Here is a gap that has bothered me for a while. A merchant in Colombo can put up a website, find customers anywhere in the world, and then hit a wall at the exact moment money should change hands. Card processing from Sri Lanka is painful, and crypto, which would route around all of it, has no local off-ramp. A customer might happily pay in USDT. The merchant does not want USDT. The merchant wants rupees in a bank account, because rent is priced in rupees.
OpenPay is my attempt to build that missing rail: accept 50+ cryptocurrencies at checkout, settle the merchant in LKR. Crypto’s irreversibility, usually cited as a bug, is genuinely useful here. Once a payment reaches finality there is no chargeback, which removes an entire class of fraud that small merchants are badly equipped to fight.
Nine services for one person
The architecture decision people will question first: OpenPay is nine Go microservices, each with its own PostgreSQL database, connected through NATS JetStream. Gateway, payment, merchant, settlement, webhook, exchange, subscription, notification, admin. For a solo project that sounds like cosplay, and I thought hard about whether it was.

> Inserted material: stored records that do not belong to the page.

impl<'a> Evaluator<'a> {
    /// Creates an evaluator writing `print` output to `sink`
    pub fn new(sink: &'a mut dyn Write) -> Self {
        Evaluator {
            env: Environment::new(),
            sink,
        }
    }

    /// Runs a program to completion
    ///
    /// Returns the value of the final statement. Every statement kind has a
    /// value: declarations yield their initializer, `if` yields the taken
    /// branch, loops yield their last body result, function declarations
    /// yield the closure, and only `print` is always `Null`. The first
    /// error aborts the run.
    pub fn execute(&mut self, program: &Program) -> Result<Value> {
        let mut last = Value::Null;
        for stmt in &program.body {
            last = self.eval_stmt(stmt)?;
        }
        Ok(last)
    }

    fn eval_stmt(&mut self, stmt: &Stmt) -> Result<Value> {
        match stmt {
            Stmt::VariableDeclaration { name, value } => {
                let value = self.eval_expr(value)?;
                self.env.define(name, value.clone());
                Ok(value)
            }

            Stmt::If {
                test,
                consequent,
                alternate,
            } => {
                if self.eval_expr(test)?.is_truthy() {
                    self.eval_stmt(consequent)
                } else if let Some(alternate) = alternate {
                    self.eval_stmt(alternate)
                } else {
                    Ok(Value::Null)
                }
            }

            Stmt::While { test, body } => {
                let mut last = Value::Null;
                while self.eval_expr(test)?.is_truthy() {
                    last = self.eval_stmt(body)?;
                }
                Ok(last)
            }

            Stmt::For {
                init,
                test,
                update,
                body,
            } => {
                // The initializer binds in the enclosing scope, not in a
                // scope of its own; only a block body opens a snapshot.
                self.eval_stmt(init)?;
                let mut last = Value::Null;
                while self.eval_expr(test)?.is_truthy() {
                    last = self.eval_stmt(body)?;
                    self.eval_expr(update)?;
                }
                Ok(last)
            }

            Stmt::Block(body) => self.eval_block(body),

            Stmt::Print(argument) => {
                let value = self.eval_expr(argument)?;
                writeln!(self.sink, "{}", value)?;
                Ok(Value::Null)
            }

            Stmt::FunctionDeclaration { name, params, body } => {
                let closure = Value::Closure {
                    name: name.clone(),
                    params: std::rc::Rc::new(params.clone()),
                    body: body.clone(),
                };
                self.env.define(name, closure.clone());
                Ok(closure)
            }

            // A return that is not a direct child of a block (already handled
            // in eval_block) evaluates its argument and otherwise acts as a
            // plain statement; it does not unwind enclosing statements.
            Stmt::Return(argument) => self.eval_expr(argument),

            Stmt::Expression(expr) => self.eval_expr(expr),
        }
    }

    /// Evaluates a statement list in a fresh scope snapshot
    ///
    /// The block's value is its last statement's value; a `return`
    /// appearing as a *direct* child stops it early and supplies the value
    /// instead. A `return` nested inside an `if` or loop within the block
    /// does not propagate outward. Function calls get this behavior for
    /// their body block, so a return-less function yields its body's last
    /// statement value.
    fn eval_block(&mut self, body: &[Stmt]) -> Result<Value> {
        self.env.push_snapshot();
        let result = self.eval_block_inner(body);
        self.env.pop_scope();
        result
    }

    fn eval_block_inner(&mut self, body: &[Stmt]) -> Result<Value> {
        let mut last = Value::Null;
        for stmt in body {
            if let Stmt::Return(argument) = stmt {
                return self.eval_expr(argument);
            }
            last = self.eval_stmt(stmt)?;
        }
        Ok(last)
    }

    fn eval_expr(&mut self, expr: &Expr) -> Result<Value> {
        match expr {
            Expr::Identifier(name) => self.env.get(name),
            Expr::Number(n) => Ok(Value::Number(*n)),
            Expr::Str(s) => Ok(Value::Str(s.clone())),
            Expr::Bool(b) => Ok(Value::Bool(*b)),

            Expr::Binary { op, left, right } => {
                // Both operands are always evaluated; && and || select a
                // value rather than short-circuiting.
                let left = self.eval_expr(left)?;
                let right = self.eval_expr(right)?;
                apply_binary(op, left, right)
            }

            Expr::Unary { op, operand } => {
                let operand = self.eval_expr(operand)?;
                apply_unary(op, operand)
            }

            Expr::Assignment { target, value } => self.eval_assignment(target, value),

            Expr::Call { callee, args } => self.eval_call(callee, args),

            Expr::Member {
                object,
                property,
                computed,
            } => self.eval_member_read(object, property, *computed),

            Expr::Array(elements) => {
                let mut values = Vec::with_capacity(elements.len());
                for element in elements {
                    values.push(self.eval_expr(element)?);
                }
                Ok(Value::array(values))
            }

            Expr::Object(properties) => {
                // Fields keep literal order; a repeated key overwrites the
                // earlier value in place.
                let mut fields: Vec<(String, Value)> = Vec::with_capacity(properties.len());
                for (key, value) in properties {
                    let value = self.eval_expr(value)?;
                    match fields.iter_mut().find(|(k, _)| k == key) {
                        Some((_, slot)) => *slot = value,
                        None => fields.push((key.clone(), value)),
                    }
                }
                Ok(Value::record(fields))
            }
        }
    }

    fn eval_assignment(&mut self, target: &Expr, value: &Expr) -> Result<Value> {
        match target {
            // First assignment to an unbound name declares it in the
            // current scope.
            Expr::Identifier(name) => {
                let value = self.eval_expr(value)?;
                self.env.assign(name, value.clone());
                Ok(value)
            }

            Expr::Member {
                object,
                property,
                computed,
            } => {
                let object = self.eval_expr(object)?;
                let key = self.property_key(property, *computed)?;
                let value = self.eval_expr(value)?;
                self.write_member(object, key, value)
            }

            _ => Err(Error::InvalidAssignmentTarget {
                property: "<expression>".to_string(),
                type_name: "temporary".to_string(),
            }),
        }
    }

    fn write_member(&mut self, object: Value, key: Value, value: Value) -> Result<Value> {
        match object {
            Value::Array(elements) => {
                let index = array_index(&key).ok_or_else(|| Error::InvalidAssignmentTarget {
                    property: key.to_string(),
                    type_name: "array".to_string(),
                })?;
                let mut elements = elements.borrow_mut();
                // Writing past the end grows the array, padding with nulls.
                if index >= elements.len() {
                    elements.resize(index + 1, Value::Null);
                }
                elements[index] = value.clone();
                Ok(value)
            }

            Value::Record(fields) => {
                let key = key.to_string();
                let mut fields = fields.borrow_mut();
                match fields.iter_mut().find(|(k, _)| *k == key) {
                    Some((_, slot)) => *slot = value.clone(),
                    None => fields.push((key, value.clone())),
                }
                Ok(value)
            }

            other => Err(Error::InvalidAssignmentTarget {
                property: key.to_string(),
                type_name: other.type_name().to_string(),
            }),
        }
    }

    fn eval_call(&mut self, callee: &Expr, args: &[Expr]) -> Result<Value> {
        let callee = self.eval_expr(callee)?;

        let (name, params, body) = match callee {
            Value::Closure { name, params, body } => (name, params, body),
            other => {
                return Err(Error::NotCallable {
                    type_name: other.type_name().to_string(),
                })
            }
        };

        // Arguments are evaluated in the caller's scope, then the callee
        // runs in a snapshot of it: the function sees the caller's bindings
        // at call time, and its own writes stay behind when it returns.
        // Argument side effects land before the arity check fires.
        let mut values = Vec::with_capacity(args.len());
        for arg in args {
            values.push(self.eval_expr(arg)?);
        }

        if values.len() != params.len() {
            return Err(Error::ArityMismatch {
                name,
                expected: params.len(),
                got: values.len(),
            });
        }

        self.env.push_snapshot();
        for (param, value) in params.iter().zip(values) {
            self.env.define(param, value);
        }
        let result = self.eval_block(&body);
        self.env.pop_scope();
        result
    }

    fn eval_member_read(
        &mut self,
        object: &Expr,
        property: &Expr,
        computed: bool,
    ) -> Result<Value> {
        let object = self.eval_expr(object)?;
        let key = self.property_key(property, computed)?;

        match object {
            Value::Array(elements) => {
                let elements = elements.borrow();
                Ok(array_index(&key)
                    .and_then(|i| elements.get(i).cloned())
                    .unwrap_or(Value::Null))
            }

            // Absent keys read as null rather than erroring
            Value::Record(fields) => {
                let key = key.to_string();
                Ok(fields
                    .borrow()
                    .iter()
                    .find(|(k, _)| *k == key)
                    .map(|(_, v)| v.clone())
                    .unwrap_or(Value::Null))
            }

            other => Err(Error::InvalidPropertyAccess {
                property: key.to_string(),
                type_name: other.type_name().to_string(),
            }),
        }
    }

    /// Resolves the key of a member expression
    ///
    /// Dotted access uses the identifier text directly; computed access
    /// evaluates the bracketed expression.
    fn property_key(&mut self, property: &Expr, computed: bool) -> Result<Value> {
        if !computed {
            if let Expr::Identifier(name) = property {
                return Ok(Value::Str(name.clone()));
            }
        }
        self.eval_expr(property)
    }
}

The argument that convinced me is that a payment platform is not one program. It is several programs with wildly different failure modes that happen to cooperate. Webhook delivery needs retries with exponential backoff and can lag by minutes without hurting anyone. The exchange rate service needs to be fresh every few seconds. Settlement is a ledger and must never, under any circumstance, double-count. Squashing those into one process means the sloppiest requirement infects the strictest one. Splitting them means each service can be as paranoid as its own job demands, and the database-per-service rule keeps any service from quietly reaching into another one’s tables at 2 a.m.
The event bus carries the coordination. When a payment confirms, the payment service publishes the fact to JetStream and stops caring. Settlement, webhooks and notifications each consume it at their own pace. If the webhook service is down for an hour, the events wait for it.
Where the paranoia lives
Money in OpenPay never touches a float. Every amount is a shopspring/decimal from the moment it enters the system, because binary floating point cannot represent 0.1 and a payment platform that is off by a satoshi is off. In the same spirit, no SQL string is ever concatenated by hand: sqlc generates typed Go from written queries, so an injection bug or a misspelled column fails at compile time instead of in production.
Authentication splits into layers because the audiences differ. Merchant API requests are signed with HMAC-SHA256 using derived keys, with a five minute timestamp window so a captured request cannot be replayed on Tuesday. Webhooks going the other direction are signed with ED25519, and the asymmetry is the point: a merchant verifies deliveries with a public key, so there is no shared secret sitting on their server waiting to leak. API secrets are bcrypt-hashed at rest and shown exactly once at creation. Deletes are soft, so the audit trail survives everything, and customer PII stays on the merchant’s servers rather than mine.
None of this makes the system secure by itself. It makes whole categories of mistakes hard to type.
The provider layer, or how not to marry an exchange
Actually converting crypto to LKR requires an exchange, and depending on exactly one exchange is how projects die. OpenPay abstracts the provider behind an interface with Bybit, Binance Pay and KuCoin implementations. If one delists a coin, changes an API or exits the region, that is a configuration problem rather than a rewrite.
Subscriptions get two modes for a similar reason: off-chain recurring billing that works today, and on-chain billing via smart contracts for people who want the trust model, which is a planned phase with Solidity and Hardhat scaffolding already in the repo.
Process as a survival tactic
I ran the build as fifteen explicit phases, each one a feature branch, each feature starting with a failing test. TDD on a solo project sounds like ceremony until you are ten services deep and need to refactor the money package; the tests are the only reviewer I have. GitHub Actions runs gosec, govulncheck and trivy on every change, which is as close to a security team as a one person payment platform gets.
Twelve of the fifteen phases are done. That covers the full payment flow, both dashboards, checkout, subscriptions, notifications and the Go SDK. Still open: the smart contracts, the WooCommerce plugin, and the phase I am most respectful of, hardening and polish.
What I will not claim
The README says production-grade, and that is the standard the engineering aims at, but I want to be precise about what exists: a complete, tested platform running under Docker Compose, not a licensed financial institution with years of uptime. The remaining phases are unglamorous and matter. A payment platform earns trust in production, slowly, and this one has not started that clock yet.
Next up is the WooCommerce plugin, because a payment rail nobody can install is a diagram. After that, hardening, which mostly means trying to break my own settlement math before anyone else gets the chance.